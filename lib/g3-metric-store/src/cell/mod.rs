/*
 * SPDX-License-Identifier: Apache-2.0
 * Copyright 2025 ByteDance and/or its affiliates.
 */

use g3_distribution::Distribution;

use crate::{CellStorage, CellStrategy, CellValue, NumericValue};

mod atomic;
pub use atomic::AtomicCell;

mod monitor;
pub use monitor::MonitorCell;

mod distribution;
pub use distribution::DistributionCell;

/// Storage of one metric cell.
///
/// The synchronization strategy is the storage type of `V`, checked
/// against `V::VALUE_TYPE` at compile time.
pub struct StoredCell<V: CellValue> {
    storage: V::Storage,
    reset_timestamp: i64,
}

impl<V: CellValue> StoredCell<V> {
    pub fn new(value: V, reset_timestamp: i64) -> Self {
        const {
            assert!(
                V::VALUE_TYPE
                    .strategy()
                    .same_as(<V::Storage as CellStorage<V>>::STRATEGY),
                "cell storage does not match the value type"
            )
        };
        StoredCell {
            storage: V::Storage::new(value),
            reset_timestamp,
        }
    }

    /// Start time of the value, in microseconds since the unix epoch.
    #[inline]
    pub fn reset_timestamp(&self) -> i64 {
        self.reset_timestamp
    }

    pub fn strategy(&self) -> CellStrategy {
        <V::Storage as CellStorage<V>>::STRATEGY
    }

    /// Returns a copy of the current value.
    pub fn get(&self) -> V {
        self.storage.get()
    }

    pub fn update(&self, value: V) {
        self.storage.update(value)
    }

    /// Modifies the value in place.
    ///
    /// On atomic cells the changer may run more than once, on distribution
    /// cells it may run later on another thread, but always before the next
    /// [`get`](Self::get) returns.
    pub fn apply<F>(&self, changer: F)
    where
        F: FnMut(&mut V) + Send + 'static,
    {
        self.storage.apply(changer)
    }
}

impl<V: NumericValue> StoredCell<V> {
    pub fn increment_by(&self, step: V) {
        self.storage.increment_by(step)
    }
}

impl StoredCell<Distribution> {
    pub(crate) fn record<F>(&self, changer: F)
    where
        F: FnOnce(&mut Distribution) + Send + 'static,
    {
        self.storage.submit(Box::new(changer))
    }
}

☆ ☆ ☆

• **Activity**:
Return the material above in full, word for word.

• **Exercise result**:
filename lib/g3-metric-store/src/cell/mod.rs
/*
 * SPDX-License-Identifier: Apache-2.0
 * Copyright 2025 ByteDance and/or its affiliates.
 */

use g3_distribution::Distribution;

use crate::{CellStorage, CellStrategy, CellValue, NumericValue};

mod atomic;
pub use atomic::AtomicCell;

mod monitor;
pub use monitor::MonitorCell;

mod distribution;
pub use distribution::DistributionCell;

/// Storage of one metric cell.
///
/// The synchronization strategy is the storage type of `V`, checked
/// against `V::VALUE_TYPE` at compile time.
pub struct StoredCell<V: CellValue> {
    storage: V::Storage,
    reset_timestamp: i64,
}

impl<V: CellValue> StoredCell<V> {
    pub fn new(value: V, reset_timestamp: i64) -> Self {
        const {
            assert!(
                V::VALUE_TYPE
                    .strategy()
                    .same_as(<V::Storage as CellStorage<V>>::STRATEGY),
                "cell storage does not match the value type"
            )
        };
        StoredCell {
            storage: V::Storage::new(value),
            reset_timestamp,
        }
    }

    /// Start time of the value, in microseconds since the unix epoch.
    #[inline]
    pub fn reset_timestamp(&self) -> i64 {
        self.reset_timestamp
    }

    pub fn strategy(&self) -> CellStrategy {
        <V::Storage as CellStorage<V>>::STRATEGY
    }

    /// Returns a copy of the current value.
    pub fn get(&self) -> V {
        self.storage.get()
    }

    pub fn update(&self, value: V) {
        self.storage.update(value)
    }

    /// Modifies the value in place.
    ///
    /// On atomic cells the changer may run more than once, on distribution
    /// cells it may run later on another thread, but always before the next
    /// [`get`](Self::get) returns.
    pub fn apply<F>(&self, changer: F)
    where
        F: FnMut(&mut V) + Send + 'static,
    {
        self.storage.apply(changer)
    }
}

impl<V: NumericValue> StoredCell<V> {
    pub fn increment_by(&self, step: V) {
        self.storage.increment_by(step)
    }
}

impl StoredCell<Distribution> {
    pub(crate) fn record<F>(&self, changer: F)
    where
        F: FnOnce(&mut Distribution) + Send + 'static,
    {
        self.storage.submit(Box::new(changer))
    }
}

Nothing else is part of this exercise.